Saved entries
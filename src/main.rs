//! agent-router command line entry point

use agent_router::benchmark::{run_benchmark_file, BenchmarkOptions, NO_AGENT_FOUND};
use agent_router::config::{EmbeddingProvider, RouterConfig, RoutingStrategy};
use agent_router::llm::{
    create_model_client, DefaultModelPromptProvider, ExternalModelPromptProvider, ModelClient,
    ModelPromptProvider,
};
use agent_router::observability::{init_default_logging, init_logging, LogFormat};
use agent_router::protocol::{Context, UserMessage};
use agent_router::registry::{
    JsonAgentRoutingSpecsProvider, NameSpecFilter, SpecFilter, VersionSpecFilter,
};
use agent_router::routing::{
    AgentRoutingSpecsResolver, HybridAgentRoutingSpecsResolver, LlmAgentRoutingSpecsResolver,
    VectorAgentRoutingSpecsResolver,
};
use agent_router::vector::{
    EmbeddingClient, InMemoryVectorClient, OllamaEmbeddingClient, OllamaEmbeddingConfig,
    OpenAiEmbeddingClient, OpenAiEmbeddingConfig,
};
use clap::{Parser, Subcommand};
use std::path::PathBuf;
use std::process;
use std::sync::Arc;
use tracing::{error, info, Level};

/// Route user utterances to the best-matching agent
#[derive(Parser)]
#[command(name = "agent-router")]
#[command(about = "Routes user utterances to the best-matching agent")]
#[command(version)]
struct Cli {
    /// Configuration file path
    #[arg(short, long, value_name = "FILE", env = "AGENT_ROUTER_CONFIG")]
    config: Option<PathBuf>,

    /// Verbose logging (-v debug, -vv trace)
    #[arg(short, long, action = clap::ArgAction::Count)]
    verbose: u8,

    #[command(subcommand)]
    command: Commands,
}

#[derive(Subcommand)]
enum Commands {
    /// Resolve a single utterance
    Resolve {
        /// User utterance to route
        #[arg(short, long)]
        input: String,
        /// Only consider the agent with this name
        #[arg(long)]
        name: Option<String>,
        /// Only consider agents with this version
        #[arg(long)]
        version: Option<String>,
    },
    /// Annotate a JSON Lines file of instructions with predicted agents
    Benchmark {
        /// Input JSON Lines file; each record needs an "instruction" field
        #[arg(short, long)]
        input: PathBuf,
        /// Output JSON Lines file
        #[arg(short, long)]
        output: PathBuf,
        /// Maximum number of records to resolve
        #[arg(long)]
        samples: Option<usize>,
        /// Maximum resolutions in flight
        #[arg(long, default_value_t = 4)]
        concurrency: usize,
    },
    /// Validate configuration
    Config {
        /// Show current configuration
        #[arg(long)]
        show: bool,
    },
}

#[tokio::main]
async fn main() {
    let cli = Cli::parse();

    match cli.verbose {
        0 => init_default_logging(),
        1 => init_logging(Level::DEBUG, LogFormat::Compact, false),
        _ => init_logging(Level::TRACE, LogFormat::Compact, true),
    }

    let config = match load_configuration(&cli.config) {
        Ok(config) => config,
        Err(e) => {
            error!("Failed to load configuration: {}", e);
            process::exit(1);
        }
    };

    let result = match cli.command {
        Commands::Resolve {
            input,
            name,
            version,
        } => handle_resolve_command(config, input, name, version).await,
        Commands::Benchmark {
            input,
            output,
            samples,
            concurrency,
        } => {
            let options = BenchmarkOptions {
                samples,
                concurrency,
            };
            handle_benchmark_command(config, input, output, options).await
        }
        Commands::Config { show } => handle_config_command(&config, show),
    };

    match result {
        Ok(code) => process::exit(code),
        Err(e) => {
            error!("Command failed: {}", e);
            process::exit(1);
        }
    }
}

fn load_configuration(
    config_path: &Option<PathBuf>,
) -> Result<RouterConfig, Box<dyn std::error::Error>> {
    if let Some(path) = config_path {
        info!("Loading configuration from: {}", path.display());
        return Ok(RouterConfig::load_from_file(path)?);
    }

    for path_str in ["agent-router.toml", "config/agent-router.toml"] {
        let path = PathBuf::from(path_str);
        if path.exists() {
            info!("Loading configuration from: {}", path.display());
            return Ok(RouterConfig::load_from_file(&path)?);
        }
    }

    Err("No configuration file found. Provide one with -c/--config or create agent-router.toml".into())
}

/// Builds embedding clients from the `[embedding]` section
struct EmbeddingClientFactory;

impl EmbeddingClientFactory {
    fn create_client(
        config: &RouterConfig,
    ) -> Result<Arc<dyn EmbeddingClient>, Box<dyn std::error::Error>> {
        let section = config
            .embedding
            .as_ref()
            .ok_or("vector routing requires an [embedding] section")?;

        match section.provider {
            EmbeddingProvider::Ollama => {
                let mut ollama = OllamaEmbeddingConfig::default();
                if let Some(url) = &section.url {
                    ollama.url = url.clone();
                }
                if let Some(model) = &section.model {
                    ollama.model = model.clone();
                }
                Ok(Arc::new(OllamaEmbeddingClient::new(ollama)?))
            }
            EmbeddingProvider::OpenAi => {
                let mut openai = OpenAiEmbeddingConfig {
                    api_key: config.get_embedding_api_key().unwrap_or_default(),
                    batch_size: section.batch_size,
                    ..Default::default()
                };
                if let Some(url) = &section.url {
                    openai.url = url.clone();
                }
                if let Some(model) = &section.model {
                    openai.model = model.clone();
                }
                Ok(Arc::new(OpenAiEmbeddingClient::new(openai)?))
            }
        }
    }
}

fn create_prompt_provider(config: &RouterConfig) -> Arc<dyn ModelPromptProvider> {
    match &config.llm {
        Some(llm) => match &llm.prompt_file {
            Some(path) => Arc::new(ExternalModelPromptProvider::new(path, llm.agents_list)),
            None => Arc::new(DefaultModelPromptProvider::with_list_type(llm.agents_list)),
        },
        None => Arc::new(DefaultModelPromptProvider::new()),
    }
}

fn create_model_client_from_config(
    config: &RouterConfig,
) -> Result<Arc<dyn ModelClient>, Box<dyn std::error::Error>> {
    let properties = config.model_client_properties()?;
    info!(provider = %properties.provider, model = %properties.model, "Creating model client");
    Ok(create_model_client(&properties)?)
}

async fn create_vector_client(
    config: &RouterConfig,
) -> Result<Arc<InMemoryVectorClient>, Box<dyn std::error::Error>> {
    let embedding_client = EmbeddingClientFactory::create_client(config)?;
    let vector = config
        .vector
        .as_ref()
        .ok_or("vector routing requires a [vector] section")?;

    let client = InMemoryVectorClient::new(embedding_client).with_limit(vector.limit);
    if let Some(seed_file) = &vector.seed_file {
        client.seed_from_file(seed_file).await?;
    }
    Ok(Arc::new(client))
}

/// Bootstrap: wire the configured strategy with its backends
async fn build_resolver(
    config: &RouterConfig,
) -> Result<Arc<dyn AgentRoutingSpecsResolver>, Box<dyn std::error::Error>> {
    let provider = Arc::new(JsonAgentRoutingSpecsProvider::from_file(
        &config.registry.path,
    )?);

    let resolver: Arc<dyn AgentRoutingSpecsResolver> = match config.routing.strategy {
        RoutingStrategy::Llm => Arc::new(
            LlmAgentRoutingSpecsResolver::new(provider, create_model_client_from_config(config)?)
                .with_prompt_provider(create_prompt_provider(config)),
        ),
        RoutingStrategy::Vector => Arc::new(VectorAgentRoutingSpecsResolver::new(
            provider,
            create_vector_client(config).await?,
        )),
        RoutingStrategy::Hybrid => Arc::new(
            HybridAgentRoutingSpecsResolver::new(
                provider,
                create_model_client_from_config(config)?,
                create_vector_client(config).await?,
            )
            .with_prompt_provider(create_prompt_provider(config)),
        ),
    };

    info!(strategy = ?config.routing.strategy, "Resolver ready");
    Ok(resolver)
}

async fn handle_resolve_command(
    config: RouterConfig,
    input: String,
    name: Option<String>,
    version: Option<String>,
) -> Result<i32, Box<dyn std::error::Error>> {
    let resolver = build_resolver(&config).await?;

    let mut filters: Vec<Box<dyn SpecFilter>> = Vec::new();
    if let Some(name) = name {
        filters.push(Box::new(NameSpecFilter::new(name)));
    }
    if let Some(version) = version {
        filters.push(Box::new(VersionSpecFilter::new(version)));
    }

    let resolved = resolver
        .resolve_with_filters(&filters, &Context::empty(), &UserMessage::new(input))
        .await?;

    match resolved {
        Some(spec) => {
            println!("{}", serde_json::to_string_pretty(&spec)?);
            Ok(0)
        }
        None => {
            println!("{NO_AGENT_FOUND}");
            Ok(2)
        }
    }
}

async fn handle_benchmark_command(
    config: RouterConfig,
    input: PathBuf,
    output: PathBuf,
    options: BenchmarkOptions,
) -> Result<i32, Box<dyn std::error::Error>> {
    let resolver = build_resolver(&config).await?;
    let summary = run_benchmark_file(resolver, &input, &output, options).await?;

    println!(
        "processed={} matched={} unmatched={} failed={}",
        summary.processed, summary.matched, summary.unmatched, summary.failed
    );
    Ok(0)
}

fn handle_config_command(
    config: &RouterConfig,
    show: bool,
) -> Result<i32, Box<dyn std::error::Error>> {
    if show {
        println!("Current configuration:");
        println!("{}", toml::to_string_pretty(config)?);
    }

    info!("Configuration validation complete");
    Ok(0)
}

Exercise brief: Starting with the first line of the records, repeat every line up to and including the one containing "debug, -vv trace)", and nothing else.

Exercise solution:
filename src/main.rs
//! agent-router command line entry point

use agent_router::benchmark::{run_benchmark_file, BenchmarkOptions, NO_AGENT_FOUND};
use agent_router::config::{EmbeddingProvider, RouterConfig, RoutingStrategy};
use agent_router::llm::{
    create_model_client, DefaultModelPromptProvider, ExternalModelPromptProvider, ModelClient,
    ModelPromptProvider,
};
use agent_router::observability::{init_default_logging, init_logging, LogFormat};
use agent_router::protocol::{Context, UserMessage};
use agent_router::registry::{
    JsonAgentRoutingSpecsProvider, NameSpecFilter, SpecFilter, VersionSpecFilter,
};
use agent_router::routing::{
    AgentRoutingSpecsResolver, HybridAgentRoutingSpecsResolver, LlmAgentRoutingSpecsResolver,
    VectorAgentRoutingSpecsResolver,
};
use agent_router::vector::{
    EmbeddingClient, InMemoryVectorClient, OllamaEmbeddingClient, OllamaEmbeddingConfig,
    OpenAiEmbeddingClient, OpenAiEmbeddingConfig,
};
use clap::{Parser, Subcommand};
use std::path::PathBuf;
use std::process;
use std::sync::Arc;
use tracing::{error, info, Level};

/// Route user utterances to the best-matching agent
#[derive(Parser)]
#[command(name = "agent-router")]
#[command(about = "Routes user utterances to the best-matching agent")]
#[command(version)]
struct Cli {
    /// Configuration file path
    #[arg(short, long, value_name = "FILE", env = "AGENT_ROUTER_CONFIG")]
    config: Option<PathBuf>,

    /// Verbose logging (-v debug, -vv trace)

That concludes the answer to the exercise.